AdVision TV: Editing... Live

Kieron Seth#

Author: Kieron Seth#

Published 1st May 2011

Glastonbury - it's on TV. Premier League Football? On TV. Not subscribing to the right satellite channel? Worried about missing a big event? Try Googling it, try YouTube.

You would have thought that live events would struggle to survive in the face of this wall of media coverage. But rock concerts, sports matches, conferences and venues across the country are reporting record audiences. Birmingham NEC's ticketing office has trebled its sales in the last three years, London's 02 arena was named most popular music venue in the world for the fourth consecutive year while music festivals across the country have seen their tickets snapped up in hours.

Live events are successfully prising us out of our comfy armchairs and off our sticky barstools by enhancing the live audiences' experience. They engage with their audience through Facebook, Twitter and Myspace while at the event itself, the emphasis is on total entertainment. Modern stadia and today's festival grounds are crammed with big screens and hundreds of LCD panels giving 360 degree information and entertainment. New venues such as Cardiff's Millenium Stadium boasts 400+ HD screens and two 90 square metre LEDs.

The challenge for our industry is how to feed these screens to keep the voracious audiences happy? Behind the scene are OB companies and AV teams ever-ready to provide instant TV facilities on behalf of the event organisers. They give the audiences a richer experience and allow the events to be broadcast and distributed worldwide.

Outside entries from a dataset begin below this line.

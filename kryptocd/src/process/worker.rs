// SPDX-License-Identifier: AGPL-3.0-only

//! A joinable task that runs a single supplied procedure once.

use std::{
    sync::{Arc, Mutex, MutexGuard},
    thread::{self, JoinHandle},
};

/// [`Worker::start`] was called a second time.
#[derive(Debug, thiserror::Error)]
#[error("worker thread was already started")]
pub struct AlreadyStarted;

/// Runs a single caller-supplied procedure in its own OS thread, exactly
/// once, and joins that thread when dropped.
///
/// The procedure publishes its result through the [`Mutex`] handed to it —
/// this is the "one mutex available to subclasses for publishing results"
/// from the original design: [`crate::filters::tar::TarLister`]'s reader
/// thread sets its accumulated file list and a `finished` marker through
/// exactly this mechanism.
pub struct Worker<T>
{
    handle:    Mutex<Option<JoinHandle<()>>>,
    published: Arc<Mutex<Option<T>>>,
}

impl<T> Worker<T>
    where T: Send + 'static
{
    /// Create a worker that has not yet been started.
    pub fn new() -> Self
    {
        Self{handle: Mutex::new(None), published: Arc::new(Mutex::new(None))}
    }

    /// Start the worker thread. A second call returns
    /// [`AlreadyStarted`] without spawning another thread.
    pub fn start<F>(&self, f: F) -> Result<(), AlreadyStarted>
        where F: FnOnce(&Mutex<Option<T>>) + Send + 'static
    {
        let mut handle = self.handle.lock().expect("worker mutex poisoned");
        if handle.is_some() {
            return Err(AlreadyStarted);
        }
        let published = Arc::clone(&self.published);
        *handle = Some(thread::spawn(move || f(&published)));
        Ok(())
    }

    /// Lock the published-result slot.
    pub fn published(&self) -> MutexGuard<'_, Option<T>>
    {
        self.published.lock().expect("worker mutex poisoned")
    }

}

impl<T> Worker<T>
{
    /// Block until the worker thread, if any, has finished.
    pub fn join(&self)
    {
        if let Some(handle) = self.handle.lock().expect("worker mutex poisoned").take() {
            let _ = handle.join();
        }
    }
}

impl<T> Drop for Worker<T>
{
    fn drop(&mut self)
    {
        self.join();
    }
}

#[cfg(test)]
mod tests
{
    use super::*;

    #[test]
    fn publishes_result_and_joins_on_drop()
    {
        let worker: Worker<u32> = Worker::new();
        worker.start(|published| {
            *published.lock().unwrap() = Some(42);
        }).unwrap();
        worker.join();
        assert_eq!(*worker.published(), Some(42));
    }

    #[test]
    fn second_start_is_rejected()
    {
        let worker: Worker<u32> = Worker::new();
        worker.start(|_| {}).unwrap();
        let second = worker.start(|_| {});
        assert!(second.is_err());
    }
}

However, today's audiences are media savvy and highly demanding. So live feeds controlled by a Grass Valley Indigo vision mixer is often not enough. Nowadays producers are not only tasked with producing live programming, but creating highlights packages for immediate playback to the fans. Matthew Titterton of OB company AdVision TV paints the picture:

"How many times have you missed a key moment or a crucial goal at a live event? It is our job to make sure that the audience doesn't miss any of the action. So we produce not just a live feed of the event but also provide edited highlights during the event. Managing a multi-cam HD production is always a challenge in itself. But it takes a whole new set of skills to record, edit and playout a fantastic-looking highlights package that captures the excitement of the occasion."

AdVision's use Grass Valley's EDIUS for fast-turn around editing. Titterton explains the reasons behind the choice of software:

"Fundamentally, EDIUS is robust, reliable and solid - it just doesn't fall over. Having confidence in your kit under the most testing conditions is vital. Whatever we throw at EDIUS, it copes. And believe me, the timeline can get filled with all manner of formats - XDCAM HD, Digi-beta, QuickTime, WMV, DV, AVCHD... When you're working to tight deadlines, glitchy software could be a killer."

For AdVision, one of the key advanced features of EdIUS is its support for multi-cam editing. Richard Payne, product specialist at Edius' distributor Holdan, explains: "Multi-cam mode is really intuitive and efficient and it now works with up to 16 cameras. The real-time multi-camera playback abilities can save hours of editing time."

For AdVision this is an essential feature allowing them to work quickly and accurately to hit their deadline - a deadline that may literally be minutes away.

Matthew Titterton comments: "We use a variety of cameras depending on the requirement of the client - we can be shooting with Sony, Ikegami, Panasonic or other cameras. The age old problem is that they record to different formats, adding complication to the post production work. If we have to edit and playout a highlights package, we just don't have time to transcode the content into an intermediate format as you have to with some editing systems. EDIUS can edit just about everything natively, with no need for time-consuming transcoding, even in multi-cam mode. So EDIUS allows us to get on with editing in real-time whether we are editing a single or multiple camera feeds."

Richard Payne says: "Editing on something like an industry-standard HP Z800 workstation, EDIUS could reliably edit as many as 10 HD tracks with mixed formats in realtime so it's an ideal solution for fast-turn-around broadcast environments."

In this industry reputation is everything and AdVision only employs tried and tested equipment. "In broadcast you have to deliver every time. Whether we're covering a political debate for the BBC, doing the OB for a Royal Event or Awards Ceremony, or providing screen feeds for Wembley Stadium, reliability has to be the watch word." Concludes Titterton.